Leo y releo un poema de Rolando, que al igual que él, es la metáfora de lo anónimo. Lo que quiero decir, es que el poeta y el poema son anónimos en igualdad de condiciones, por si no se había entendido. Suelo enredarme. El poema que leo es uno de la contemplación, de aquello que sólo podemos imaginar desde las fronteras de la ficción. Como Honduras, como la idea de la patria, o de alguna vez ganar la copa del mundo –sí, he vuelto a hablar de fútbol, cuando de lo que quiero hablar es de la poesía–. Todas esas cosas se nos son conferidas por obra y gracia de la señora ficción.
Hace algún tiempo ya de aquel post de Gustavo Campos en facebook donde hacía cita de un poema de Kattán, que arrastró comentarios infames. Como si facebook fuera el recinto de la moral y la salvaguarda de la estética literaria catracha, en aquella ocasión, un poeta joven diría de Rolando que es un escritor mediocre, y es allí cuando comenzás a perder la fe, no porque él creyera que Kattán fuera un escritor mediocre, sino, porque como suele hacerse, los que sólo veíamos ir y venir el bombardeo sobre el post –como cuando Estados Unidos bombardea Siria– nos quedamos esperando argumentos que nos convencieran de lo que decía. Qué hacer en ese caso sino fumar y tomar café, agarrarse la quijada como Vallejo en aquella foto en donde se le ve triste, profundamente triste, y hablar de gatos, ofcórs.
Como decía al inicio, leo y releo un poema de Rolando Kattán, un poema de la contemplación. Porque qué poesía se puede escribir en la hondura del territorio en el que vivimos, si ya hemos perdido casi todas las batallas, incluso, aquella en donde nuestra capacidad de ser niños, y de asombrarnos con la belleza de lo cotidiano nos confería las alas de una libélula.
En Honduras se escribe para poner una lápida a aquello que no es nuestro, importa poco la ternura con la que han sido construidos los triunfos ajenos. Somos los enterradores de la belleza. Pero no soportamos cargar con las consecuencias de ello. Preferimos evadir las responsabilidades de afrontar lo que hemos dicho, lo que hemos escrito. Nadie se salva, de este hoyo nadie sale, porque somos espirales que nos arrastramos unos a otros, como condenados a repetir una y otra vez los errores que ya hemos cometido diez, diez mil veces.

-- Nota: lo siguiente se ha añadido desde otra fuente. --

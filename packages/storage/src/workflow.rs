use anyhow::{Context, Result};
use flywheel_kv::{Kv, WriteOp};

use crate::{
	keys::{StatusIdxKey, WorkflowKey},
	types::{WorkflowMetadata, WorkflowStatus},
};

/// Workflow metadata plus the status secondary index. Metadata and index are
/// always written in one batch so the index never disagrees with the record.
#[derive(Clone)]
pub struct WorkflowOps {
	kv: Kv,
}

impl WorkflowOps {
	pub(crate) fn new(kv: Kv) -> Self {
		WorkflowOps { kv }
	}

	/// Creates the record iff no workflow with this id exists. Returns false
	/// without writing anything when the id is taken.
	pub async fn create(&self, metadata: &WorkflowMetadata) -> Result<bool> {
		let key = WorkflowKey::new(&metadata.workflow_id).pack();
		if self.kv.get(&key).await?.is_some() {
			return Ok(false);
		}

		self.kv
			.batch(vec![
				WriteOp::Put {
					key,
					value: serde_json::to_vec(metadata)?,
				},
				WriteOp::Put {
					key: StatusIdxKey::new(metadata.status, &metadata.workflow_id).pack(),
					value: Vec::new(),
				},
			])
			.await?;

		Ok(true)
	}

	/// Rewrites the record, moving the status index row if the status
	/// changed. `update_ts` is refreshed here.
	pub async fn update(&self, metadata: &WorkflowMetadata) -> Result<()> {
		let key = WorkflowKey::new(&metadata.workflow_id).pack();
		let prior = self
			.get(&metadata.workflow_id)
			.await?
			.with_context(|| format!("workflow {} does not exist", metadata.workflow_id))?;

		let mut metadata = metadata.clone();
		metadata.update_ts = flywheel_util::timestamp::now();

		let mut ops = Vec::with_capacity(3);
		if prior.status != metadata.status {
			ops.push(WriteOp::Delete {
				key: StatusIdxKey::new(prior.status, &metadata.workflow_id).pack(),
			});
		}
		ops.push(WriteOp::Put {
			key,
			value: serde_json::to_vec(&metadata)?,
		});
		ops.push(WriteOp::Put {
			key: StatusIdxKey::new(metadata.status, &metadata.workflow_id).pack(),
			value: Vec::new(),
		});

		self.kv.batch(ops).await
	}

	pub async fn get(&self, workflow_id: &str) -> Result<Option<WorkflowMetadata>> {
		let raw = self.kv.get(&WorkflowKey::new(workflow_id).pack()).await?;
		match raw {
			Some(raw) => Ok(Some(serde_json::from_slice(&raw)?)),
			None => Ok(None),
		}
	}

	/// Scans the status index and resolves each id to its record.
	pub async fn find_by_status(
		&self,
		status: WorkflowStatus,
		limit: usize,
	) -> Result<Vec<WorkflowMetadata>> {
		let index_entries = self
			.kv
			.scan(&StatusIdxKey::subspace(status), Some(limit))
			.await?;

		let mut out = Vec::with_capacity(index_entries.len());
		for entry in index_entries {
			let idx = StatusIdxKey::unpack(&entry.key)?;
			// The record may have moved on since the index scan; skip rows
			// whose live status no longer matches.
			if let Some(metadata) = self.get(&idx.workflow_id).await? {
				if metadata.status == status {
					out.push(metadata);
				}
			}
		}

		Ok(out)
	}

	/// Suspended workflows whose wake deadline has passed. Over-fetches the
	/// suspended set, then filters.
	pub async fn find_suspended_ready(
		&self,
		now: i64,
		limit: usize,
	) -> Result<Vec<WorkflowMetadata>> {
		let suspended = self.find_by_status(WorkflowStatus::Suspended, limit * 4).await?;

		Ok(suspended
			.into_iter()
			.filter(|metadata| {
				metadata
					.suspended_until
					.map(|deadline| deadline <= now)
					.unwrap_or(false)
			})
			.take(limit)
			.collect())
	}

	/// Paginated listing over all workflows with optional filters, for the
	/// service API.
	pub async fn list(
		&self,
		status: Option<WorkflowStatus>,
		workflow_type: Option<&str>,
		limit: usize,
		offset: usize,
	) -> Result<Vec<WorkflowMetadata>> {
		let entries = self.kv.scan(&WorkflowKey::entire_subspace(), None).await?;

		let mut out = Vec::new();
		let mut skipped = 0;
		for entry in entries {
			let metadata = serde_json::from_slice::<WorkflowMetadata>(&entry.value)?;

			if let Some(status) = status {
				if metadata.status != status {
					continue;
				}
			}
			if let Some(workflow_type) = workflow_type {
				if metadata.workflow_type != workflow_type {
					continue;
				}
			}

			if skipped < offset {
				skipped += 1;
				continue;
			}

			out.push(metadata);
			if out.len() >= limit {
				break;
			}
		}

		Ok(out)
	}
}
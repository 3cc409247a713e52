use anyhow::Result;
use flywheel_kv::{Kv, WriteOp};

use crate::keys::StateKey;

/// Keyed state for all workflows. Reads are not journaled; mutations are
/// journaled by the caller in the same batch as the write.
#[derive(Clone)]
pub struct StateOps {
	kv: Kv,
}

impl StateOps {
	pub(crate) fn new(kv: Kv) -> Self {
		StateOps { kv }
	}

	pub async fn get(&self, workflow_id: &str, key: &str) -> Result<Option<Vec<u8>>> {
		self.kv.get(&StateKey::new(workflow_id, key).pack()).await
	}

	pub async fn set(&self, workflow_id: &str, key: &str, value: &[u8]) -> Result<()> {
		self.kv
			.put(&StateKey::new(workflow_id, key).pack(), value)
			.await
	}

	pub async fn delete(&self, workflow_id: &str, key: &str) -> Result<()> {
		self.kv.delete(&StateKey::new(workflow_id, key).pack()).await
	}

	pub async fn delete_all(&self, workflow_id: &str) -> Result<()> {
		let entries = self
			.kv
			.scan(&StateKey::subspace(workflow_id), None)
			.await?;

		if entries.is_empty() {
			return Ok(());
		}

		let ops = entries
			.into_iter()
			.map(|e| WriteOp::Delete { key: e.key })
			.collect();
		self.kv.batch(ops).await
	}
}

Leo un poema de Rolando que transcurre en la lectura de un libro imaginario. Porque imaginar es todo lo que podemos. Imaginar parece ser todo lo que sabemos. Por ejemplo, podríamos imaginar en este momento que yo no escribí todo esto, que ustedes –si acaso están allí– no leyeron nunca que dije lo aquí escrito. Pero imaginarlo no le da menos veracidad a los hechos. Porque, qué son los hechos sino aquellas cosas que hacemos para justificar nuestra existencia.
Es por eso que leo. Muy a pesar de que un amigo poeta me dijera –entre risas– que me han engañado, leo porque leer es redentor. Lo creo. Si no fuera por nuestros espasmos de brutalidad, el acto de leer casi nos salva.
Pero ése tampoco es el punto. El punto, si acaso existe, es que leo y releo un poema de Kattán, que transcurre en la lectura de un libro imaginario.
Imagino entonces que quien lee soy yo.